(Excerpts from a dataset)

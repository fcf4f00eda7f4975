//! Service configuration with validation and defaults
//!
//! Loaded from TOML; every field has a default so a partial file is enough.

use crate::{
    common::types::{RoomConfig, UserId},
    errors::ConfigError,
    money::{Amount, Rate},
    room::types::Phase,
};
use serde::{Deserialize, Serialize};
use std::{path::Path, time::Duration};

#[derive(Clone, Debug, Default, Serialize, Deserialize)]
#[serde(default)]
pub struct ServiceConfig {
    pub room: RoomTimingConfig,
    pub ledger: LedgerConfig,
    pub cache: CacheConfig,
    pub storage: StorageConfig,
    pub logging: LoggingConfig,
    pub bootstrap: BootstrapConfig,
}

/// Phase durations and background timer periods, in milliseconds
#[derive(Clone, Debug, Serialize, Deserialize)]
#[serde(default)]
pub struct RoomTimingConfig {
    pub countdown_ms: u64,
    pub betting_ms: u64,
    pub in_game_ms: u64,
    pub settlement_ms: u64,
    pub reset_ms: u64,
    pub tick_ms: u64,
    pub broadcast_ms: u64,
    pub offline_sweep_ms: u64,
    pub offline_timeout_ms: u64,
    pub max_spectators: usize,
}

impl Default for RoomTimingConfig {
    fn default() -> Self {
        Self {
            countdown_ms: 5_000,
            betting_ms: 5_000,
            in_game_ms: 5_000,
            settlement_ms: 5_000,
            reset_ms: 5_000,
            tick_ms: 200,
            broadcast_ms: 1_000,
            offline_sweep_ms: 5_000,
            offline_timeout_ms: 120_000,
            max_spectators: 50,
        }
    }
}

impl RoomTimingConfig {
    /// `None` for the unbounded waiting phase
    pub fn phase_duration(&self, phase: Phase) -> Option<Duration> {
        let ms = match phase {
            Phase::Waiting => return None,
            Phase::Countdown => self.countdown_ms,
            Phase::Betting => self.betting_ms,
            Phase::InGame => self.in_game_ms,
            Phase::Settlement => self.settlement_ms,
            Phase::Reset => self.reset_ms,
        };
        Some(Duration::from_millis(ms))
    }

    pub fn tick_interval(&self) -> Duration {
        Duration::from_millis(self.tick_ms)
    }

    pub fn broadcast_interval(&self) -> Duration {
        Duration::from_millis(self.broadcast_ms)
    }

    pub fn offline_sweep_interval(&self) -> Duration {
        Duration::from_millis(self.offline_sweep_ms)
    }

    pub fn offline_timeout(&self) -> Duration {
        Duration::from_millis(self.offline_timeout_ms)
    }

    /// Background timer periods feed `tokio::time::interval` and must be
    /// non-zero; phase lengths may be zero
    pub fn validate(&self) -> Result<(), ConfigError> {
        if self.tick_ms == 0 || self.broadcast_ms == 0 || self.offline_sweep_ms == 0 {
            return Err(ConfigError::InvalidValue(
                "tick_ms, broadcast_ms and offline_sweep_ms must be > 0".to_string(),
            ));
        }
        Ok(())
    }
}

#[derive(Clone, Debug, Serialize, Deserialize)]
#[serde(default)]
pub struct LedgerConfig {
    /// Conditional-update retries before a version conflict is surfaced
    pub max_retries: u32,
    pub retry_backoff_ms: u64,
    pub platform_account: UserId,
    /// Ceiling on operator + platform commission
    pub max_commission_rate: Rate,
}

impl Default for LedgerConfig {
    fn default() -> Self {
        Self {
            max_retries: 3,
            retry_backoff_ms: 25,
            platform_account: "platform".to_string(),
            max_commission_rate: Rate::from_bps(1_000),
        }
    }
}

impl LedgerConfig {
    pub fn retry_backoff(&self) -> Duration {
        Duration::from_millis(self.retry_backoff_ms)
    }
}

#[derive(Clone, Debug, Serialize, Deserialize)]
#[serde(default)]
pub struct CacheConfig {
    pub capacity: usize,
    pub ttl_secs: u64,
}

impl Default for CacheConfig {
    fn default() -> Self {
        Self {
            capacity: 10_000,
            ttl_secs: 300,
        }
    }
}

impl CacheConfig {
    pub fn ttl(&self) -> Duration {
        Duration::from_secs(self.ttl_secs)
    }
}

#[derive(Clone, Debug, Serialize, Deserialize)]
#[serde(default)]
pub struct StorageConfig {
    pub data_directory: String,
    pub clear_on_start: bool,
}

impl Default for StorageConfig {
    fn default() -> Self {
        Self {
            data_directory: "./DB/stakeroom_data".to_string(),
            clear_on_start: false,
        }
    }
}

#[derive(Clone, Debug, Serialize, Deserialize)]
#[serde(default)]
pub struct LoggingConfig {
    /// `EnvFilter` directive; `RUST_LOG` wins when set
    pub level: String,
}

impl Default for LoggingConfig {
    fn default() -> Self {
        Self {
            level: "info".to_string(),
        }
    }
}

/// Rooms and funded accounts created at startup if missing
#[derive(Clone, Debug, Default, Serialize, Deserialize)]
#[serde(default)]
pub struct BootstrapConfig {
    pub rooms: Vec<RoomConfig>,
    pub accounts: Vec<BootstrapAccount>,
}

#[derive(Clone, Debug, Serialize, Deserialize)]
pub struct BootstrapAccount {
    pub user_id: UserId,
    pub display_name: String,
    #[serde(default)]
    pub deposit: Amount,
}

impl ServiceConfig {
    pub fn load(path: impl AsRef<Path>) -> Result<Self, ConfigError> {
        let path = path.as_ref();
        let raw = std::fs::read_to_string(path)
            .map_err(|e| ConfigError::LoadFailed(format!("{}: {}", path.display(), e)))?;
        Self::from_toml(&raw)
    }

    pub fn from_toml(raw: &str) -> Result<Self, ConfigError> {
        let config: Self = toml::from_str(raw).map_err(|e| ConfigError::LoadFailed(e.to_string()))?;
        config.validate()?;
        Ok(config)
    }

    /// Short phases for local play
    pub fn development() -> Self {
        Self {
            room: RoomTimingConfig {
                countdown_ms: 2_000,
                betting_ms: 2_000,
                in_game_ms: 3_000,
                settlement_ms: 2_000,
                reset_ms: 1_000,
                offline_timeout_ms: 30_000,
                ..Default::default()
            },
            storage: StorageConfig {
                clear_on_start: true,
                ..Default::default()
            },
            logging: LoggingConfig {
                level: "debug".to_string(),
            },
            ..Default::default()
        }
    }

    /// Zero-length phases and slow timers so tests drive every transition
    /// explicitly
    pub fn testing() -> Self {
        Self {
            room: RoomTimingConfig {
                countdown_ms: 0,
                betting_ms: 0,
                in_game_ms: 0,
                settlement_ms: 0,
                reset_ms: 0,
                tick_ms: 3_600_000,
                broadcast_ms: 3_600_000,
                offline_sweep_ms: 3_600_000,
                offline_timeout_ms: 0,
                max_spectators: 2,
            },
            ledger: LedgerConfig {
                retry_backoff_ms: 1,
                ..Default::default()
            },
            storage: StorageConfig {
                clear_on_start: true,
                ..Default::default()
            },
            ..Default::default()
        }
    }

    pub fn validate(&self) -> Result<(), ConfigError> {
        self.room.validate()?;

        if self.cache.capacity == 0 {
            return Err(ConfigError::InvalidValue("cache capacity must be > 0".to_string()));
        }

        if self.ledger.platform_account.trim().is_empty() {
            return Err(ConfigError::InvalidValue("platform_account must not be empty".to_string()));
        }

        if self.ledger.max_commission_rate > Rate::from_bps(10_000) {
            return Err(ConfigError::LogicalInconsistency(format!(
                "max_commission_rate {} exceeds 100%",
                self.ledger.max_commission_rate
            )));
        }

        for room in &self.bootstrap.rooms {
            room.validate(self.ledger.max_commission_rate)?;
        }

        if let Some(account) = self.bootstrap.accounts.iter().find(|a| a.deposit.is_negative()) {
            return Err(ConfigError::InvalidValue(format!(
                "bootstrap deposit for {} must not be negative",
                account.user_id
            )));
        }

        Ok(())
    }
}

#[cfg(test)]
mod tests {
    use super::*;

    #[test]
    fn test_default_config_is_valid() {
        assert!(ServiceConfig::default().validate().is_ok());
        assert!(ServiceConfig::development().validate().is_ok());
        assert!(ServiceConfig::testing().validate().is_ok());
    }

    #[test]
    fn test_zero_interval_rejected() {
        let mut config = ServiceConfig::default();
        config.room.tick_ms = 0;
        assert!(config.validate().is_err());
        assert!(config.room.validate().is_err());

        let mut timing = RoomTimingConfig::default();
        timing.broadcast_ms = 0;
        assert!(matches!(timing.validate(), Err(ConfigError::InvalidValue(_))));
        timing.broadcast_ms = 1;
        timing.countdown_ms = 0;
        assert!(timing.validate().is_ok());
    }

    #[test]
    fn test_partial_toml_uses_defaults() {
        let config = ServiceConfig::from_toml(
            r#"
            [room]
            betting_ms = 7000

            [ledger]
            max_commission_rate = "0.0800"

            [[bootstrap.rooms]]
            room_id = "lobby"
            operator_id = "op"
            stake = "10.00"
            winner_count = 1
            max_participants = 4
            operator_rate = "0.0300"
            platform_rate = "0.0200"

            [[bootstrap.accounts]]
            user_id = "alice"
            display_name = "Alice"
            deposit = "100.00"
            "#,
        )
        .unwrap();
        assert_eq!(config.room.betting_ms, 7_000);
        assert_eq!(config.room.countdown_ms, 5_000);
        assert_eq!(config.ledger.max_commission_rate, Rate::from_bps(800));
        assert_eq!(config.bootstrap.rooms[0].stake, Amount::from_units(10));
        assert_eq!(config.bootstrap.accounts[0].deposit, Amount::from_units(100));
    }

    #[test]
    fn test_bootstrap_room_over_ceiling_rejected() {
        let result = ServiceConfig::from_toml(
            r#"
            [[bootstrap.rooms]]
            room_id = "greedy"
            operator_id = "op"
            stake = "10.00"
            winner_count = 1
            max_participants = 4
            operator_rate = "0.0900"
            platform_rate = "0.0200"
            "#,
        );
        assert!(matches!(result, Err(ConfigError::LogicalInconsistency(_))));
    }

    #[test]
    fn test_duration_conversions() {
        let config = ServiceConfig::default();
        assert_eq!(config.room.phase_duration(Phase::Waiting), None);
        assert_eq!(config.room.phase_duration(Phase::Betting), Some(Duration::from_millis(5_000)));
        assert_eq!(config.room.offline_timeout(), Duration::from_secs(120));
        assert_eq!(config.ledger.retry_backoff(), Duration::from_millis(25));
    }
}
impl RocksStore {
    pub fn open<P: AsRef<Path>>(path: P) -> StoreResult<Self> {
        let mut opts = Options::default();
        opts.create_if_missing(true);
        opts.set_compression_type(rocksdb::DBCompressionType::Lz4);

        let db = DB::open(&opts, path)?;
        tracing::info!("opened ledger database at {:?}", db.path());
        Ok(Self {
            db,
            commit_lock: Mutex::new(()),
        })
    }

    /// Remove any existing database at `path` before opening
    pub fn open_fresh<P: AsRef<Path>>(path: P) -> StoreResult<Self> {
        if path.as_ref().exists() {
            DB::destroy(&Options::default(), path.as_ref())?;
            tracing::warn!("cleared ledger database at {:?}", path.as_ref());
        }
        Self::open(path)
    }

    fn read<T: DeserializeOwned>(&self, key: &[u8]) -> StoreResult<Option<T>> {
        read_json(&self.db, key)
    }

    fn write<T: Serialize>(&self, key: &str, value: &T) -> StoreResult<()> {
        self.db.put(key.as_bytes(), serde_json::to_vec(value)?)?;
        Ok(())
    }

    fn scan<T: DeserializeOwned>(&self, prefix: &str) -> StoreResult<Vec<(Box<[u8]>, T)>> {
        let mut rows = Vec::new();
        let iter = self
            .db
            .iterator(IteratorMode::From(prefix.as_bytes(), Direction::Forward));
        for item in iter {
            let (key, value) = item?;
            if !key.starts_with(prefix.as_bytes()) {
                break;
            }
            rows.push((key, serde_json::from_slice(&value)?));
        }
        Ok(rows)
    }

    fn transact<T>(&self, op: impl FnOnce(&mut Batch<'_, RocksView<'_>>) -> StoreResult<T>) -> StoreResult<T> {
        let _guard = self
            .commit_lock
            .lock()
            .map_err(|_| StoreError::Backend("commit lock poisoned".to_string()))?;
        let view = RocksView { db: &self.db };
        let (value, changes) = {
            let mut batch = Batch::new(&view);
            let value = op(&mut batch)?;
            (value, batch.into_changes())
        };
        self.commit(&view, changes)?;
        Ok(value)
    }

    fn commit(&self, view: &RocksView<'_>, changes: Changes) -> StoreResult<()> {
        let mut batch = WriteBatch::default();
        for account in &changes.accounts {
            batch.put(account_key(&account.user_id), serde_json::to_vec(account)?);
        }
        for round in &changes.rounds {
            batch.put(round_key(&round.round_id), serde_json::to_vec(round)?);
            batch.put(
                round_number_key(&round.room_id, round.round_number),
                round.round_id.as_bytes(),
            );
        }
        let mut last_tx_id = view.last_tx_id()?;
        for tx in &changes.transactions {
            batch.put(tx_key(tx.id), serde_json::to_vec(tx)?);
            batch.put(user_tx_key(&tx.user_id, tx.id), tx.id.to_be_bytes());
            last_tx_id = last_tx_id.max(tx.id);
        }
        batch.put(LAST_TX_KEY, last_tx_id.to_be_bytes());
        self.db.write(batch)?;
        Ok(())
    }
}
//! Shared record types and collaborator traits

pub mod traits;
pub mod types;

The task: What is needed is an exact copy of the lines above, from the one containing "startup if missing" through the one containing "pub fn from_toml(raw: &str)", with nothing added.

Exercise solution:
/// Rooms and funded accounts created at startup if missing
#[derive(Clone, Debug, Default, Serialize, Deserialize)]
#[serde(default)]
pub struct BootstrapConfig {
    pub rooms: Vec<RoomConfig>,
    pub accounts: Vec<BootstrapAccount>,
}

#[derive(Clone, Debug, Serialize, Deserialize)]
pub struct BootstrapAccount {
    pub user_id: UserId,
    pub display_name: String,
    #[serde(default)]
    pub deposit: Amount,
}

impl ServiceConfig {
    pub fn load(path: impl AsRef<Path>) -> Result<Self, ConfigError> {
        let path = path.as_ref();
        let raw = std::fs::read_to_string(path)
            .map_err(|e| ConfigError::LoadFailed(format!("{}: {}", path.display(), e)))?;
        Self::from_toml(&raw)
    }

    pub fn from_toml(raw: &str) -> Result<Self, ConfigError> {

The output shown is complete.